As a former professor of Japanese business law, Margaret O’Malley is used to dealing with college students.

Now, as the district attorney assigned to Isla Vista, she’ll be seeing plenty of students in the courtroom, as opposed to the classroom.

For the first time, the Santa Barbara County District Attorney’s office has assigned a full-time district attorney to prosecute all misdemeanor cases submitted by the Isla Vista Foot Patrol (IVFP), excluding traffic violations. Previously, such cases would have been handled by any of several district attorneys, depending on the type of crime.

O’Malley, who volunteered for the job, said her background in education and her desire to get involved with the dynamic between residents and police in I.V. made the position a highly appealing one.

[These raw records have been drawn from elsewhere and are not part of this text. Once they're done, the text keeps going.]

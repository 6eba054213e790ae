use serde::{Deserialize, Serialize};
use std::fmt::{Display, Formatter};

/// Phases of one raffle run, in the order a run moves through them.
///
/// `Connecting` and `SelectingMedia` are skipped for manual lists.
#[derive(Debug, Clone, Copy, PartialEq, Eq, Hash, Default, Serialize, Deserialize)]
#[serde(rename_all = "SCREAMING_SNAKE_CASE")]
pub enum RaffleState {
    #[default]
    Idle,
    Connecting,
    SelectingMedia,
    Processing,
    Countdown,
    Revealed,
}

impl RaffleState {
    #[must_use]
    pub const fn as_str(self) -> &'static str {
        match self {
            Self::Idle => "IDLE",
            Self::Connecting => "CONNECTING",
            Self::SelectingMedia => "SELECTING_MEDIA",
            Self::Processing => "PROCESSING",
            Self::Countdown => "COUNTDOWN",
            Self::Revealed => "REVEALED",
        }
    }

    /// Whether `self -> next` is an edge of the run graph.
    ///
    /// Every non-idle state may fall back to `Idle` except `Countdown`,
    /// which always ends in `Revealed`.
    #[must_use]
    pub const fn can_transition_to(self, next: Self) -> bool {
        matches!(
            (self, next),
            (Self::Idle, Self::Connecting)
                | (Self::Idle, Self::Processing)
                | (Self::Connecting, Self::SelectingMedia)
                | (Self::Connecting, Self::Idle)
                | (Self::SelectingMedia, Self::Processing)
                | (Self::SelectingMedia, Self::Idle)
                | (Self::Processing, Self::Countdown)
                | (Self::Processing, Self::Idle)
                | (Self::Countdown, Self::Revealed)
                | (Self::Revealed, Self::Idle)
        )
    }
}

impl Display for RaffleState {
    fn fmt(&self, f: &mut Formatter<'_>) -> std::fmt::Result {
        f.write_str(self.as_str())
    }
}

“I like college kids and I’m really interested in what’s going on here,” O’Malley said. “I wanted to do something that would really be important to the community.”

Challenges to Santa Barbara County’s jury selection process earlier this year forced the courts to suspend many cases, O’Malley said. She said her department is extremely backlogged as a result, and will take a few weeks at the very least to catch up.

Once her caseload is under control, O’Malley said, she wants to focus on reconciling some of the disagreements and differences between the IVFP and students.

“I’d like to bring a little sanity back to the situation, so it doesn’t seem like a battle between students and law enforcement,” she said.

One major issue that O’Malley will be faced with in the near future is the recent increase in enforcement of laws prohibiting the distribution of alcohol to minors, specifically through kegs of beer. The IVFP has issued numerous citations – each carrying a penalty of $3,076 – for the offense in the past several weeks, and O’Malley said the first cases should reach trial by the end of October.

Despite the intimidating fine printed on the citations, O’Malley said not all instances of furnishing alcohol to underage drinkers necessarily warrant the maximum penalty – fines vary depending on the furnisher’s role in providing the alcohol, and the age of the offending minor.

For instance, providing alcohol to someone who is 18 to 21 without actually purchasing the alcohol carries a minimum penalty of just $250 and community service, O’Malley said. She said she will take into account all the variables in a case before recommending a punishment.

“I will look at every case on an individual basis, and when I do I will look at all the circumstances involved,” O’Malley said.

O’Malley said she has tremendous respect for the work the IVFP officers do, but she said much of the resentment some students have toward law enforcement could be avoided by issuing citations more carefully.

“We’re going to start asking the Foot Patrol to be more specific with their citations,” O’Malley said.

On the other hand, O’Malley said students can minimize the chance of a run-in with law enforcement – particularly with keg parties – by keeping parties under control and keeping possible underage strangers out.

“All we’re really asking is be responsible with your parties,” O’Malley said. “I want I.V. to be a safe place to live.”

Even with the strenuous caseload, O’Malley said she is already feeling confident in dealing with I.V. crime.

“I’m enjoying the job,” she said. “We’re trying to be creative in our approach to the cases we handle.”

O’Malley said only time will tell whether the concept of an I.V. district attorney will pan out, or if it will be too much for one person to handle.

“The department created this position on a trial basis,” O’Malley said. “It will be interesting to see how it works out.”